• **Activity**
How many of the lines below hold "args"? Only the number, please.

• **Dataset excerpts**
|---|

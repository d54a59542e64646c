use std::fs;
use std::path::{Path, PathBuf};

use assert_cmd::cargo::cargo_bin_cmd;
use predicates::str::contains;
use tempfile::TempDir;

fn fixture(name: &str) -> PathBuf {
    Path::new(env!("CARGO_MANIFEST_DIR"))
        .join("crates/grout-render/tests/fixtures")
        .join(name)
}

fn isolated(temp: &TempDir) -> assert_cmd::Command {
    let mut cmd = cargo_bin_cmd!("grout-editor");
    cmd.env("GROUT_CONFIG", temp.path().join("config.toml"));
    cmd.env_remove("RUST_LOG");
    cmd
}

#[test]
fn render_writes_html_to_stdout() {
    let temp = TempDir::new().unwrap();
    isolated(&temp)
        .arg("render")
        .arg("--input")
        .arg(fixture("incident.json"))
        .assert()
        .success()
        .stdout(contains("<ul><a class=\"subtypes\">incidentDetails</a>"))
        .stdout(contains(
            "<li>Plural title <a class=\"subtypes_fields\">People</a></li></ul>",
        ))
        .stdout(contains("<a class=\"subtype_pro\">details</a>"));
}

#[test]
fn render_appends_to_container_file() {
    let temp = TempDir::new().unwrap();
    let page = temp.path().join("page.html");
    fs::write(&page, "<h1>Incident</h1>").unwrap();

    for _ in 0..2 {
        isolated(&temp)
            .arg("render")
            .arg("--input")
            .arg(fixture("incident.yaml"))
            .arg("--container")
            .arg(&page)
            .assert()
            .success();
    }

    let html = fs::read_to_string(&page).unwrap();
    assert!(html.starts_with("<h1>Incident</h1><ul>"));
    assert_eq!(html.matches("class=\"subtypes\"").count(), 4);
}

#[test]
fn render_uses_configured_placeholder() {
    let temp = TempDir::new().unwrap();
    fs::write(
        temp.path().join("config.toml"),
        "[render]\nplaceholder = \"undefined\"\n",
    )
    .unwrap();
    let input = temp.path().join("partial.json");
    fs::write(
        &input,
        r#"{"properties":{"a":{}},"schema":{"definitions":{"a":{"description":"D"}}}}"#,
    )
    .unwrap();

    isolated(&temp)
        .arg("render")
        .arg("--input")
        .arg(&input)
        .assert()
        .success()
        .stdout(contains("<li>Title <a class=\"subtypes_fields\">undefined</a></li>"));
}

#[test]
fn render_text_format_prints_outline() {
    let temp = TempDir::new().unwrap();
    isolated(&temp)
        .args(["render", "--format", "text", "--input"])
        .arg(fixture("incident.json"))
        .assert()
        .success()
        .stdout(contains("incidentDetails\n  Description Details for Incident\n"));
}

#[test]
fn render_skips_undefined_properties_with_warning() {
    let temp = TempDir::new().unwrap();
    let input = temp.path().join("orphan.json");
    fs::write(
        &input,
        r#"{"properties":{"orphan":{},"a":{}},"schema":{"definitions":{"a":{"title":"A"}}}}"#,
    )
    .unwrap();

    isolated(&temp)
        .arg("render")
        .arg("--input")
        .arg(&input)
        .assert()
        .success()
        .stdout(contains("<a class=\"subtypes\">a</a>"))
        .stderr(contains("orphan"));
}

#[test]
fn render_strict_fails_on_undefined_property() {
    let temp = TempDir::new().unwrap();
    let input = temp.path().join("orphan.json");
    fs::write(&input, r#"{"properties":{"orphan":{}}}"#).unwrap();

    isolated(&temp)
        .args(["render", "--strict", "--input"])
        .arg(&input)
        .assert()
        .failure()
        .stderr(contains("property `orphan` has no entry in schema.definitions"));
}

|---|

• **Answer to the exercise**
2